Nella Napoli che si fa bella per i turisti, c’è un luogo che non scende a compromessi e resiste , almeno per il momento alla tentazione di trasformarsi in un quartiere preda di B&B , cuopperie e pizzerie .
Esso è il Borgo di Sant’Antonio Abate. ‘O Bùvero, ossia “Il budello” – così lo chiamano le persone del quartiere, a indicare il suo andamento lungo, tortuoso e buio, che si trova a due passi dalla Stazione di Piazza Garibaldi,dal centro antico di Napoli e da Piazza Carlo I.
Stiamo scrivendo di uno dei luoghi più antichi della nostra città che dal ‘400 ad oggi ha mantenuto inalterata la propria struttura anche se con evidente stato di degrado urbanistico.
Essa risale addirittura al periodo angioino , quando nella seconda metà del XIII secolo la citta di Napoli, passata al controllo angioino (dal 1266 al 1442), divenne la capitale del Regno di Sicilia e subì profondi cambiamenti dal punto di vista urbanistico.
Visto infatti il numero elevato di persone che si trasferirono in città , la Napoli angioina così come era costituita, non bastava più a contenere la richiesta impellente di nuovi alloggi, e di conseguenza i quartieri incominciarono ad espandersi spontaneamente all’esterno delle antiche mura difensive di età greco-romana.
Prima dell’avvento della dinastia angioina l’ intera area dove ora sorge il caratteristico borgo , era un luogo paludoso e insalubre chiamato ” il campo ” che solo dopo le bonifiche angioine e aragonesi , si arricchì di orti , giardini e ville , che comunque hanno lasciato la loro traccia solo nella toponomastica . Sappiamo con certezza che visto il luogo isolato esisteva in questo posto oltre ad una chiesa anche un ospizio religioso dove venivano curati i malati di lebbra , e tutti quelli che soffrivano di malattie della pelle, e che su quest preesistente edificio religioso la regina Giovanna I d’Angiò , fece edificare una nuova chiesa dedicata a Sant’Antonio Abate , ancora oggi esistente (la trovate i quasi di fronte all’ orto botanico ) , un convento ed un ospedale che all’epoca divenne molto famoso in città perchè capace di curare alcune malattie della pelle che ancora oggi vengono definite come il fuoco di San Antonio , cioè l’herpes zoster .
N.B O bbuvero ‘e Sant’Antuono, prende il nome dalla chiesa, ancora esistente, dedicata a Sant’ Antonio Abate.
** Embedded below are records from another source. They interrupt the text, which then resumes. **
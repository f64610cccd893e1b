//! Per-limiter statistics and engine-wide status.

use chrono::{DateTime, Utc};
use serde::{Deserialize, Serialize};

use crate::ratelimit::{Admission, RateLimitState, RateLimitStrategy};

/// Counters for one limiter.
///
/// `allowed_requests + rejected_requests == total_requests` always holds.
#[derive(Debug, Clone, PartialEq, Serialize, Deserialize)]
pub struct LimiterStats {
    pub limiter_id: String,
    pub name: String,
    pub strategy: RateLimitStrategy,
    pub priority: i32,

    /// Admission checks
    pub total_requests: u64,
    pub allowed_requests: u64,
    pub rejected_requests: u64,

    /// Executions run through this limiter
    pub executions: u64,
    /// Retries performed across all executions
    pub retry_count: u64,
    /// Executions that succeeded after at least one retry
    pub successful_retries: u64,
    /// Mean time an execution waited for admission
    pub average_wait_time_ms: f64,

    pub last_request_time: Option<DateTime<Utc>>,

    /// Snapshot of the strategy counters
    pub state: RateLimitState,

    #[serde(skip)]
    total_wait_ms: u64,
}

impl LimiterStats {
    /// Zeroed stats for a new limiter.
    pub fn new(
        limiter_id: impl Into<String>,
        name: impl Into<String>,
        strategy: RateLimitStrategy,
        priority: i32,
    ) -> Self {
        Self {
            limiter_id: limiter_id.into(),
            name: name.into(),
            strategy,
            priority,
            total_requests: 0,
            allowed_requests: 0,
            rejected_requests: 0,
            executions: 0,
            retry_count: 0,
            successful_retries: 0,
            average_wait_time_ms: 0.0,
            last_request_time: None,
            state: RateLimitState::default(),
            total_wait_ms: 0,
        }
    }

    /// Fold one admission check into the counters.
    pub(crate) fn record_check(&mut self, admission: &Admission, state: RateLimitState) {
        self.total_requests += 1;
        if admission.allowed {
            self.allowed_requests += 1;
        } else {
            self.rejected_requests += 1;
        }
        self.last_request_time = Some(Utc::now());
        self.state = state;
    }

    /// Fold one finished execution into the counters.
    pub(crate) fn record_execution(&mut self, wait_ms: u64, retries: usize, success: bool) {
        self.executions += 1;
        self.retry_count += retries as u64;
        if success && retries > 0 {
            self.successful_retries += 1;
        }
        self.total_wait_ms += wait_ms;
        self.average_wait_time_ms = self.total_wait_ms as f64 / self.executions as f64;
    }

    /// Zero every counter, keeping identity.
    pub(crate) fn clear(&mut self, state: RateLimitState) {
        *self = Self {
            state,
            ..Self::new(
                std::mem::take(&mut self.limiter_id),
                std::mem::take(&mut self.name),
                self.strategy,
                self.priority,
            )
        };
    }
}

/// Engine-wide summary.
#[derive(Debug, Clone, Default, PartialEq, Serialize, Deserialize)]
pub struct EngineStatus {
    /// Whether the background cleanup is running
    pub initialized: bool,
    pub limiter_count: usize,
    pub total_requests: u64,
    pub allowed_requests: u64,
    pub rejected_requests: u64,
    pub retry_count: u64,
    pub successful_retries: u64,
}

impl EngineStatus {
    pub(crate) fn add(&mut self, stats: &LimiterStats) {
        self.limiter_count += 1;
        self.total_requests += stats.total_requests;
        self.allowed_requests += stats.allowed_requests;
        self.rejected_requests += stats.rejected_requests;
        self.retry_count += stats.retry_count;
        self.successful_retries += stats.successful_retries;
    }
}

#[cfg(test)]
mod tests {
    use super::*;

    fn stats() -> LimiterStats {
        LimiterStats::new("id-1", "search", RateLimitStrategy::SlidingWindow, 5)
    }

    #[test]
    fn test_record_check_keeps_totals_consistent() {
        let mut stats = stats();
        let allow = Admission::allow(3, 0);
        let reject = Admission::reject(100);

        for admission in [allow, reject, allow, reject, reject] {
            stats.record_check(&admission, RateLimitState::default());
        }

        assert_eq!(stats.total_requests, 5);
        assert_eq!(stats.allowed_requests, 2);
        assert_eq!(stats.rejected_requests, 3);
        assert!(stats.last_request_time.is_some());
    }

    #[test]
    fn test_record_execution_averages_wait() {
        let mut stats = stats();
        stats.record_execution(0, 0, true);
        stats.record_execution(300, 2, true);
        stats.record_execution(0, 1, false);

        assert_eq!(stats.executions, 3);
        assert_eq!(stats.retry_count, 3);
        assert_eq!(stats.successful_retries, 1);
        assert_eq!(stats.average_wait_time_ms, 100.0);
    }

    #[test]
    fn test_clear_keeps_identity() {
        let mut stats = stats();
        stats.record_check(&Admission::allow(1, 0), RateLimitState::default());
        stats.record_execution(50, 1, true);

        stats.clear(RateLimitState::default());

        assert_eq!(stats, LimiterStats::new("id-1", "search", RateLimitStrategy::SlidingWindow, 5));
    }

    #[test]
    fn test_status_sums_limiters() {
        let mut first = stats();
        first.record_check(&Admission::allow(1, 0), RateLimitState::default());
        let mut second = stats();
        second.record_check(&Admission::reject(10), RateLimitState::default());
        second.record_execution(0, 2, true);

        let mut status = EngineStatus::default();
        status.add(&first);
        status.add(&second);

        assert_eq!(status.limiter_count, 2);
        assert_eq!(status.total_requests, 2);
        assert_eq!(status.allowed_requests, 1);
        assert_eq!(status.rejected_requests, 1);
        assert_eq!(status.retry_count, 2);
        assert_eq!(status.successful_retries, 1);
    }
}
La chiesa di Sant’Antonio Abate fu infatti fondata nel 1370 per volontà della regina Giovanna I d’Angiò anche se in verità alcune fonti sembrano suggerire che in realtà la chiesa dovrebbe risalire già ad inizio trecento poiche pare che in questo luogo già esistesse all’epoca oltre ad una chiesa anche un ospizio religioso dove venivano curati i malati di lebbra , e tutti quelli che soffrivano di malattie della pelle mediante un medicamento ricavato dal grasso di maiale . In particolare l’ospedale divenne famoso in città perchè capace di curare alcune malattie della pelle che ancora oggi vengono definite come il fuoco di San Antonio , cioè l’herpes zoster .
CURIOSITA’ : Il segreto di curare questa malattia in tempi antichi nota come il fuoco sacro con questo medicamento ricavato dal grasso del maiale , pare fosse stato rivelati ai frati che gestivano l’ospedale dai Templari di ritorno dall’oriente .Nel nosocomio annesso alla chiesa venivano infatti curati anche i pellegrini che rientravano dalla Terraferma , tra i quali appunto , secondo un’antica leggenda , vi erano pure anche alcuni cavalieri templari , che pare abbiano svelato ai monaci il segreto dell’unguento per curare il cosidetto fuoco di Sant’Antonio
.L’Interno della chiesa è a navata unica con soffitto a cassettoni . Ai lati ampi finestroni come vedrete si alternano a figure di eremiti .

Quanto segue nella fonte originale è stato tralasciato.